Work task: All that is needed is each line of the entries holding the word "impl", copied as it stands.

Stored data:
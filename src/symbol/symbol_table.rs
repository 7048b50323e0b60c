use std::fmt;

use indexmap::{map::Entry, IndexMap};
use log::trace;
use regex::Regex;

use crate::symbol::symbol::{BindingPower, LeftDenotation, NullDenotation, Symbol, SymbolId};

#[derive(Clone, Debug, PartialEq, Eq)]
pub enum SymbolTableError {
    InvalidPattern(SymbolId, String),
    MissingPattern(SymbolId),
}

impl fmt::Display for SymbolTableError {
    fn fmt(&self, f: &mut fmt::Formatter<'_>) -> fmt::Result {
        match self {
            SymbolTableError::InvalidPattern(id, e) => {
                write!(f, "Invalid pattern for symbol {}: {}", id, e)
            }
            SymbolTableError::MissingPattern(id) => {
                write!(f, "Named symbol {} was registered without a pattern", id)
            }
        }
    }
}

impl std::error::Error for SymbolTableError {}

pub type SymbolTableResult<'a> = Result<&'a mut Symbol, SymbolTableError>;

/// Registry of every symbol a grammar knows about, in registration order.
///
/// Registration order is match priority for the tokenizer. The `End` symbol
/// is always present and never matched against input.
#[derive(Clone, Debug)]
pub struct SymbolTable {
    symbols: IndexMap<SymbolId, Symbol>,
}

impl Default for SymbolTable {
    fn default() -> Self {
        Self::new()
    }
}

impl SymbolTable {
    pub fn new() -> Self {
        let mut symbols = IndexMap::new();
        symbols.insert(SymbolId::End, Symbol::end());
        SymbolTable { symbols }
    }

    /// Registers `id`, or raises the binding power of an existing symbol to
    /// `max(existing, binding_power)`. Either way the one symbol for `id` is
    /// returned so behaviors can be attached to it.
    pub fn register(
        &mut self,
        id: SymbolId,
        binding_power: BindingPower,
        pattern: Option<&str>,
    ) -> SymbolTableResult<'_> {
        let symbol = match self.symbols.entry(id) {
            Entry::Occupied(entry) => entry.into_mut(),
            Entry::Vacant(entry) => {
                let symbol = Self::new_symbol(entry.key(), pattern)?;
                trace!("Registered symbol {}", entry.key());
                entry.insert(symbol)
            }
        };
        Ok(symbol.raise_binding_power(binding_power))
    }

    fn new_symbol(id: &SymbolId, pattern: Option<&str>) -> Result<Symbol, SymbolTableError> {
        match (id, pattern) {
            (SymbolId::End, _) => Ok(Symbol::end()),
            (_, Some(pattern)) => {
                let regex = Self::anchored(id, pattern)?;
                let mut symbol = Symbol::new(id.clone(), Some(regex));
                symbol.set_nud(NullDenotation::Literal);
                Ok(symbol)
            }
            (SymbolId::Literal(text), None) => {
                let regex = Self::anchored(id, &regex::escape(text))?;
                Ok(Symbol::new(id.clone(), Some(regex)))
            }
            (SymbolId::Named(_), None) => Err(SymbolTableError::MissingPattern(id.clone())),
        }
    }

    fn anchored(id: &SymbolId, pattern: &str) -> Result<Regex, SymbolTableError> {
        Regex::new(&format!(r"\A(?:{})", pattern))
            .map_err(|e| SymbolTableError::InvalidPattern(id.clone(), e.to_string()))
    }

    /// A symbol spelled exactly as `text`.
    pub fn symbol(&mut self, text: &str, binding_power: BindingPower) -> SymbolTableResult<'_> {
        self.register(SymbolId::literal(text), binding_power, None)
    }

    /// A literal-valued symbol recognized by `pattern`.
    pub fn pattern(&mut self, name: &str, pattern: &str) -> SymbolTableResult<'_> {
        self.register(SymbolId::named(name), 0, Some(pattern))
    }

    /// A name-valued symbol recognized by `pattern`, e.g. identifiers.
    pub fn name(&mut self, name: &str, pattern: &str) -> SymbolTableResult<'_> {
        let symbol = self.pattern(name, pattern)?;
        Ok(symbol.set_nud(NullDenotation::Name))
    }

    /// A literal whose value is its own spelling, e.g. `null`.
    pub fn constant(&mut self, text: &str) -> SymbolTableResult<'_> {
        let symbol = self.symbol(text, 0)?;
        Ok(symbol.set_nud(NullDenotation::Constant))
    }

    pub fn infix(&mut self, text: &str, binding_power: BindingPower) -> SymbolTableResult<'_> {
        let symbol = self.symbol(text, binding_power)?;
        Ok(symbol.set_led(LeftDenotation::Infix))
    }

    pub fn infix_right(
        &mut self,
        text: &str,
        binding_power: BindingPower,
    ) -> SymbolTableResult<'_> {
        let symbol = self.symbol(text, binding_power)?;
        Ok(symbol.set_led(LeftDenotation::InfixRight))
    }

    pub fn prefix(&mut self, text: &str, binding_power: BindingPower) -> SymbolTableResult<'_> {
        let symbol = self.symbol(text, 0)?;
        Ok(symbol.set_nud(NullDenotation::Prefix(binding_power)))
    }

    pub fn postfix(&mut self, text: &str, binding_power: BindingPower) -> SymbolTableResult<'_> {
        let symbol = self.symbol(text, binding_power)?;
        Ok(symbol.set_led(LeftDenotation::Postfix))
    }

    /// A grouping pair such as `(` ... `)`.
    pub fn group(&mut self, open: &str, close: &str) -> SymbolTableResult<'_> {
        self.symbol(close, 0)?;
        let symbol = self.symbol(open, 0)?;
        Ok(symbol.set_nud(NullDenotation::Group(SymbolId::literal(close))))
    }

    pub fn get(&self, id: &SymbolId) -> Option<&Symbol> {
        self.symbols.get(id)
    }

    pub fn contains(&self, id: &SymbolId) -> bool {
        self.symbols.contains_key(id)
    }

    pub fn binding_power(&self, id: &SymbolId) -> BindingPower {
        self.get(id).map(|s| s.get_binding_power()).unwrap_or(0)
    }

    /// Every symbol except `End`, in registration order.
    pub fn symbols(&self) -> impl Iterator<Item = &Symbol> {
        self.symbols.values().filter(|s| !s.get_id().is_end())
    }

    pub fn len(&self) -> usize {
        self.symbols.len()
    }

    pub fn is_empty(&self) -> bool {
        self.symbols.is_empty()
    }
}
pub mod parser;
pub mod tokenizer;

Written answer:
impl fmt::Display for SymbolTableError {
impl std::error::Error for SymbolTableError {}
impl Default for SymbolTable {
impl SymbolTable {
    pub fn symbols(&self) -> impl Iterator<Item = &Symbol> {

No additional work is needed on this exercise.